Беспримерная честность – пожалуйста: сказано – сделано. Сколько получил Писарро? И ведь получил! Но и это бы ладно. Старики говорили, что индейцы с изумлением смотрели на механизмы, называемые замками, едва испанцы начали устанавливать замки во входные двери присвоенных себе домов. В Империи никому и в голову не приходило закрывать двери, даже если хозяин со всеми домочадцами отсутствовал, а дом ломился от ценных вещей! С другой стороны, как будто оправдывая собственную склонность к воровству, те же старики объясняли честность индейцев существовавшей в Империи чрезвычайно жестокой системой наказаний за малейшие проступки, но разве можно приучить к честности наказаниями, если врожденным качеством является не она, а склонность к воровству? В Испании тоже вешали за разбой и кражи, но становилось ли от этого меньше разбойников, грабителей и воров? Скорее уж больше становилось виселиц! Да и зачем в Империи кому-то было что-то воровать, если каждый и так не голодал, а реализовать украденное было невозможно?
Готовность предавать? А разве Манко Инка Юпанки, прежде чем на собственной шкуре убедиться в вероломстве завоевателей, не сам явился к Писарро, чтобы стать его марионеткой в обмен на признание собственных прав? И разве не Манко Инка Юпанки, объединившись с испанцами, без всякой пощады раздавливал восстававших, преследовал их, казнил без счета и жалости? А ведь восставали они не против него, а против чинимых испанцами насилий! И сколько тех же инков и знати помельче с готовностью переметнулось на сторону пришельцев ради земель и возможности стать такими же угнетателями? Если даже король Вилькабамбы, предшественник нынешнего, по факту отказался от трона ради возможности жить подле Куско, купаясь в роскоши, полученной за счет рабского угнетения согнанных в подаренные ему энкомьенды людей?

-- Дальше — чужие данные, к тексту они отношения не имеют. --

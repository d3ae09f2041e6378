//! Command catalogue and per-command response extraction.

use crate::error::ProtocolError;
use crate::message::{LoginState, Message};
use serde_json::{json, Value};
use std::fmt;
use std::str::FromStr;

/// Commands understood by a device, grouped by namespace.
#[derive(Debug, Clone, Copy, PartialEq, Eq, Hash)]
pub enum Command {
    // System
    RegisterForChangeEvents,
    CheckAccount,
    SignIn,
    SignOut,
    HeartBeat,
    Reboot,
    PrettifyJsonResponse,

    // Player
    GetPlayers,
    GetPlayerInfo,
    GetPlayState,
    SetPlayState,
    GetNowPlayingMedia,
    GetPlayerVolume,
    SetPlayerVolume,
    PlayerVolumeUp,
    PlayerVolumeDown,
    GetPlayerMute,
    SetPlayerMute,
    TogglePlayerMute,
    GetPlayMode,
    SetPlayMode,
    GetQueue,
    PlayQueue,
    RemoveFromQueue,
    SaveQueue,
    ClearQueue,
    MoveQueueItem,
    PlayNext,
    PlayPrevious,
    SetQuickselect,
    PlayQuickselect,
    GetQuickselects,
    CheckUpdate,

    // Group
    GetGroups,
    GetGroupInfo,
    SetGroup,
    GetGroupVolume,
    SetGroupVolume,
    GroupVolumeUp,
    GroupVolumeDown,
    GetGroupMute,
    SetGroupMute,
    ToggleGroupMute,

    // Browse
    GetMusicSources,
    GetSourceInfo,
    Browse,
    GetSearchCriteria,
    Search,
    PlayStream,
    PlayPreset,
    PlayInput,
    AddToQueue,
    RenamePlaylist,
    DeletePlaylist,
    RetrieveMetadata,
    GetServiceOptions,
    SetServiceOption,
}

/// How the value of a successful response is surfaced to the caller.
#[derive(Debug, Clone, Copy, PartialEq, Eq)]
pub enum Extraction {
    /// Acknowledgement only; resolves to `null`.
    Nothing,
    /// The structured `payload` field.
    Payload,
    /// A single body field.
    Field(&'static str),
    /// `true` when a body field equals `on`.
    IsOn(&'static str),
    /// `{repeat, shuffle}` with `shuffle` as a boolean.
    PlayMode,
    /// The signed-in user name, or `null` when signed out.
    Account,
    /// `payload.update`.
    UpdateAvailable,
    /// The whole body when it names a group, `null` after ungrouping.
    Group,
    /// `{results, options, count, returned}` for browse and search.
    BrowseResults,
}

impl Command {
    pub const ALL: &'static [Command] = &[
        Command::RegisterForChangeEvents,
        Command::CheckAccount,
        Command::SignIn,
        Command::SignOut,
        Command::HeartBeat,
        Command::Reboot,
        Command::PrettifyJsonResponse,
        Command::GetPlayers,
        Command::GetPlayerInfo,
        Command::GetPlayState,
        Command::SetPlayState,
        Command::GetNowPlayingMedia,
        Command::GetPlayerVolume,
        Command::SetPlayerVolume,
        Command::PlayerVolumeUp,
        Command::PlayerVolumeDown,
        Command::GetPlayerMute,
        Command::SetPlayerMute,
        Command::TogglePlayerMute,
        Command::GetPlayMode,
        Command::SetPlayMode,
        Command::GetQueue,
        Command::PlayQueue,
        Command::RemoveFromQueue,
        Command::SaveQueue,
        Command::ClearQueue,
        Command::MoveQueueItem,
        Command::PlayNext,
        Command::PlayPrevious,
        Command::SetQuickselect,
        Command::PlayQuickselect,
        Command::GetQuickselects,
        Command::CheckUpdate,
        Command::GetGroups,
        Command::GetGroupInfo,
        Command::SetGroup,
        Command::GetGroupVolume,
        Command::SetGroupVolume,
        Command::GroupVolumeUp,
        Command::GroupVolumeDown,
        Command::GetGroupMute,
        Command::SetGroupMute,
        Command::ToggleGroupMute,
        Command::GetMusicSources,
        Command::GetSourceInfo,
        Command::Browse,
        Command::GetSearchCriteria,
        Command::Search,
        Command::PlayStream,
        Command::PlayPreset,
        Command::PlayInput,
        Command::AddToQueue,
        Command::RenamePlaylist,
        Command::DeletePlaylist,
        Command::RetrieveMetadata,
        Command::GetServiceOptions,
        Command::SetServiceOption,
    ];

    /// Wire identifier, e.g. `player/get_play_state`.
    pub fn as_str(&self) -> &'static str {
        match self {
            Command::RegisterForChangeEvents => "system/register_for_change_events",
            Command::CheckAccount => "system/check_account",
            Command::SignIn => "system/sign_in",
            Command::SignOut => "system/sign_out",
            Command::HeartBeat => "system/heart_beat",
            Command::Reboot => "system/reboot",
            Command::PrettifyJsonResponse => "system/prettify_json_response",
            Command::GetPlayers => "player/get_players",
            Command::GetPlayerInfo => "player/get_player_info",
            Command::GetPlayState => "player/get_play_state",
            Command::SetPlayState => "player/set_play_state",
            Command::GetNowPlayingMedia => "player/get_now_playing_media",
            Command::GetPlayerVolume => "player/get_volume",
            Command::SetPlayerVolume => "player/set_volume",
            Command::PlayerVolumeUp => "player/volume_up",
            Command::PlayerVolumeDown => "player/volume_down",
            Command::GetPlayerMute => "player/get_mute",
            Command::SetPlayerMute => "player/set_mute",
            Command::TogglePlayerMute => "player/toggle_mute",
            Command::GetPlayMode => "player/get_play_mode",
            Command::SetPlayMode => "player/set_play_mode",
            Command::GetQueue => "player/get_queue",
            Command::PlayQueue => "player/play_queue",
            Command::RemoveFromQueue => "player/remove_from_queue",
            Command::SaveQueue => "player/save_queue",
            Command::ClearQueue => "player/clear_queue",
            Command::MoveQueueItem => "player/move_queue_item",
            Command::PlayNext => "player/play_next",
            Command::PlayPrevious => "player/play_previous",
            Command::SetQuickselect => "player/set_quickselect",
            Command::PlayQuickselect => "player/play_quickselect",
            Command::GetQuickselects => "player/get_quickselects",
            Command::CheckUpdate => "player/check_update",
            Command::GetGroups => "group/get_groups",
            Command::GetGroupInfo => "group/get_group_info",
            Command::SetGroup => "group/set_group",
            Command::GetGroupVolume => "group/get_volume",
            Command::SetGroupVolume => "group/set_volume",
            Command::GroupVolumeUp => "group/volume_up",
            Command::GroupVolumeDown => "group/volume_down",
            Command::GetGroupMute => "group/get_mute",
            Command::SetGroupMute => "group/set_mute",
            Command::ToggleGroupMute => "group/toggle_mute",
            Command::GetMusicSources => "browse/get_music_sources",
            Command::GetSourceInfo => "browse/get_source_info",
            Command::Browse => "browse/browse",
            Command::GetSearchCriteria => "browse/get_search_criteria",
            Command::Search => "browse/search",
            Command::PlayStream => "browse/play_stream",
            Command::PlayPreset => "browse/play_preset",
            Command::PlayInput => "browse/play_input",
            Command::AddToQueue => "browse/add_to_queue",
            Command::RenamePlaylist => "browse/rename_playlist",
            Command::DeletePlaylist => "browse/delete_playlist",
            Command::RetrieveMetadata => "browse/retrieve_metadata",
            Command::GetServiceOptions => "browse/get_service_options",
            Command::SetServiceOption => "browse/set_service_option",
        }
    }

    /// Returns how a successful response to this command is surfaced.
    pub fn extraction(&self) -> Extraction {
        match self {
            Command::RegisterForChangeEvents => Extraction::IsOn("enable"),
            Command::CheckAccount => Extraction::Account,

            Command::GetPlayers
            | Command::GetPlayerInfo
            | Command::GetNowPlayingMedia
            | Command::GetQueue
            | Command::GetQuickselects
            | Command::GetGroups
            | Command::GetGroupInfo
            | Command::GetMusicSources
            | Command::GetSourceInfo
            | Command::GetSearchCriteria
            | Command::RetrieveMetadata
            | Command::GetServiceOptions
            | Command::SetServiceOption => Extraction::Payload,

            Command::GetPlayState => Extraction::Field("state"),
            Command::GetPlayerVolume | Command::GetGroupVolume => Extraction::Field("level"),
            Command::GetPlayerMute | Command::GetGroupMute => Extraction::IsOn("state"),
            Command::GetPlayMode => Extraction::PlayMode,
            Command::CheckUpdate => Extraction::UpdateAvailable,
            Command::SetGroup => Extraction::Group,
            Command::Browse | Command::Search => Extraction::BrowseResults,

            Command::SignIn
            | Command::SignOut
            | Command::HeartBeat
            | Command::Reboot
            | Command::PrettifyJsonResponse
            | Command::SetPlayState
            | Command::SetPlayerVolume
            | Command::PlayerVolumeUp
            | Command::PlayerVolumeDown
            | Command::SetPlayerMute
            | Command::TogglePlayerMute
            | Command::SetPlayMode
            | Command::PlayQueue
            | Command::RemoveFromQueue
            | Command::SaveQueue
            | Command::ClearQueue
            | Command::MoveQueueItem
            | Command::PlayNext
            | Command::PlayPrevious
            | Command::SetQuickselect
            | Command::PlayQuickselect
            | Command::SetGroupVolume
            | Command::GroupVolumeUp
            | Command::GroupVolumeDown
            | Command::SetGroupMute
            | Command::ToggleGroupMute
            | Command::PlayStream
            | Command::PlayPreset
            | Command::PlayInput
            | Command::AddToQueue
            | Command::RenamePlaylist
            | Command::DeletePlaylist => Extraction::Nothing,
        }
    }

    /// Extracts the caller-facing value from a successful response.
    pub fn extract(&self, message: &Message) -> Value {
        let body = message.body();
        match self.extraction() {
            Extraction::Nothing => Value::Null,
            Extraction::Payload => message.payload().cloned().unwrap_or(Value::Null),
            Extraction::Field(key) => body.json(key),
            Extraction::IsOn(key) => Value::Bool(body.is_on(key)),
            Extraction::PlayMode => json!({
                "repeat": body.json("repeat"),
                "shuffle": body.is_on("shuffle"),
            }),
            Extraction::Account => match body.fragment() {
                Some(LoginState::SignedIn) => body.json("un"),
                _ => Value::Null,
            },
            Extraction::UpdateAvailable => message
                .payload()
                .and_then(|p| p.get("update"))
                .cloned()
                .unwrap_or(Value::Null),
            Extraction::Group => {
                if body.contains("gid") {
                    body.to_json()
                } else {
                    Value::Null
                }
            }
            Extraction::BrowseResults => json!({
                "results": message.payload().cloned().unwrap_or_else(|| json!([])),
                "options": message.options().cloned().unwrap_or_else(|| json!([])),
                "count": body.json("count"),
                "returned": body.json("returned"),
            }),
        }
    }
}

impl fmt::Display for Command {
    fn fmt(&self, f: &mut fmt::Formatter<'_>) -> fmt::Result {
        f.write_str(self.as_str())
    }
}

impl FromStr for Command {
    type Err = ProtocolError;

    fn from_str(s: &str) -> Result<Self, Self::Err> {
        Command::ALL
            .iter()
            .find(|c| c.as_str() == s)
            .copied()
            .ok_or_else(|| ProtocolError::UnknownCommand(s.to_string()))
    }
}
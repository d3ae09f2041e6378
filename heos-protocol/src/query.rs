//! Query parameters of a request line.

use std::fmt;

/// A single query parameter value.
#[derive(Debug, Clone, PartialEq, Eq)]
pub enum QueryValue {
    Number(i64),
    Text(String),
    /// Encoded comma-joined, e.g. `range=0,24`.
    List(Vec<i64>),
}

impl fmt::Display for QueryValue {
    fn fmt(&self, f: &mut fmt::Formatter<'_>) -> fmt::Result {
        match self {
            QueryValue::Number(n) => write!(f, "{}", n),
            QueryValue::Text(s) => write!(f, "{}", s),
            QueryValue::List(values) => {
                let joined = values
                    .iter()
                    .map(|v| v.to_string())
                    .collect::<Vec<_>>()
                    .join(",");
                write!(f, "{}", joined)
            }
        }
    }
}

impl From<i64> for QueryValue {
    fn from(n: i64) -> Self {
        QueryValue::Number(n)
    }
}

impl From<i32> for QueryValue {
    fn from(n: i32) -> Self {
        QueryValue::Number(n.into())
    }
}

impl From<u32> for QueryValue {
    fn from(n: u32) -> Self {
        QueryValue::Number(n.into())
    }
}

impl From<u8> for QueryValue {
    fn from(n: u8) -> Self {
        QueryValue::Number(n.into())
    }
}

impl From<&str> for QueryValue {
    fn from(s: &str) -> Self {
        QueryValue::Text(s.to_string())
    }
}

impl From<String> for QueryValue {
    fn from(s: String) -> Self {
        QueryValue::Text(s)
    }
}

impl From<Vec<i64>> for QueryValue {
    fn from(values: Vec<i64>) -> Self {
        QueryValue::List(values)
    }
}

impl From<&[i64]> for QueryValue {
    fn from(values: &[i64]) -> Self {
        QueryValue::List(values.to_vec())
    }
}

/// Ordered query parameters. Setting a key twice replaces the earlier value.
#[derive(Debug, Clone, Default, PartialEq, Eq)]
pub struct Query {
    params: Vec<(String, QueryValue)>,
}

impl Query {
    pub fn new() -> Self {
        Self::default()
    }

    pub fn with(mut self, key: impl Into<String>, value: impl Into<QueryValue>) -> Self {
        self.set(key, value);
        self
    }

    /// Adds the parameter only when `value` is present.
    pub fn with_opt<V: Into<QueryValue>>(self, key: impl Into<String>, value: Option<V>) -> Self {
        match value {
            Some(v) => self.with(key, v),
            None => self,
        }
    }

    pub fn set(&mut self, key: impl Into<String>, value: impl Into<QueryValue>) {
        let key = key.into();
        let value = value.into();
        match self.params.iter_mut().find(|(k, _)| *k == key) {
            Some(entry) => entry.1 = value,
            None => self.params.push((key, value)),
        }
    }

    pub fn get(&self, key: &str) -> Option<&QueryValue> {
        self.params.iter().find(|(k, _)| k == key).map(|(_, v)| v)
    }

    pub fn is_empty(&self) -> bool {
        self.params.is_empty()
    }

    pub fn len(&self) -> usize {
        self.params.len()
    }

    pub fn iter(&self) -> impl Iterator<Item = (&str, &QueryValue)> {
        self.params.iter().map(|(k, v)| (k.as_str(), v))
    }
}

/// Renders `key=value&key=value`, without the leading `?`.
impl fmt::Display for Query {
    fn fmt(&self, f: &mut fmt::Formatter<'_>) -> fmt::Result {
        for (i, (key, value)) in self.params.iter().enumerate() {
            if i > 0 {
                f.write_str("&")?;
            }
            write!(f, "{}={}", key, value)?;
        }
        Ok(())
    }
}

«Сеньор де Юкай!» – одновременно с презрением и почему-то с горечью подумал дон Пабло. – «Удивительно, как люди сохраняют веру в своих вождей, когда эти вожди прямо у них на глазах их же и предают!» Правда, Сайри Тупак, как прежде и Манко Юпанки, сполна получил за свое предательство: его втихую отравили те самые «дарители», от которых он принял крещение, рабов и доходы. Потому что предателей не любят даже те, кому предательство выгодно. «Так почему же, – продолжал размышлять дон Пабло, – до сих пор сохраняется вера в таких вождей?»
Небо стало потихоньку светлеть, а дон Пабло так и не сомкнул глаз. Ночь для него оказалась бессонной. А когда наступило утро, он чувствовал себя разбитым и больным. Вставать не хотелось, но пришлось: проснувшаяся Корикойлюр смотрела на него с нескрываемой тревогой – не пугать же ее навалившимся желанием завернуться в плащ, уснуть и больше не просыпаться? Впрочем, сама тревога Звёздочки его приободрила: тревожится, значит любит! Значит, вчерашнее ее «предательство» – никакое и не предательство. Значит, всё совсем не так уж и плохо, потому что – дон Пабло уже не мог иначе – всё в этом мире пустяк по сравнению с тем, что любит не только он, но и сам любим!
17
Организация завтрака была столь же простой и столь же эффективной, какою накануне была организация ужина. Одна беда: на завтрак предложили всё ту же маисовую похлебку с бананами и несусветным количеством жгучего перца. От похлебки, как от и чичи, дон Пабло решительно отказался. Он сам нарезал себе порцию из их с Корикойлюр запасов сушеного мяса, сходил к источнику за тамбо и взял из него воду. Чункакамайок и десять его подчиненных смотрели на это, но больше не хихикали. Возможно, смеяться дважды над одним и тем же у них считалось таким же дурным тоном, как и у европейцев – смеяться над не раз повторенной шуткой. А может, всё было намного проще: может, как и многим другим людям, по утрам им было не до смеху – тяжело вставать, тяжело осознавать, что впереди – длинный и полный работы день.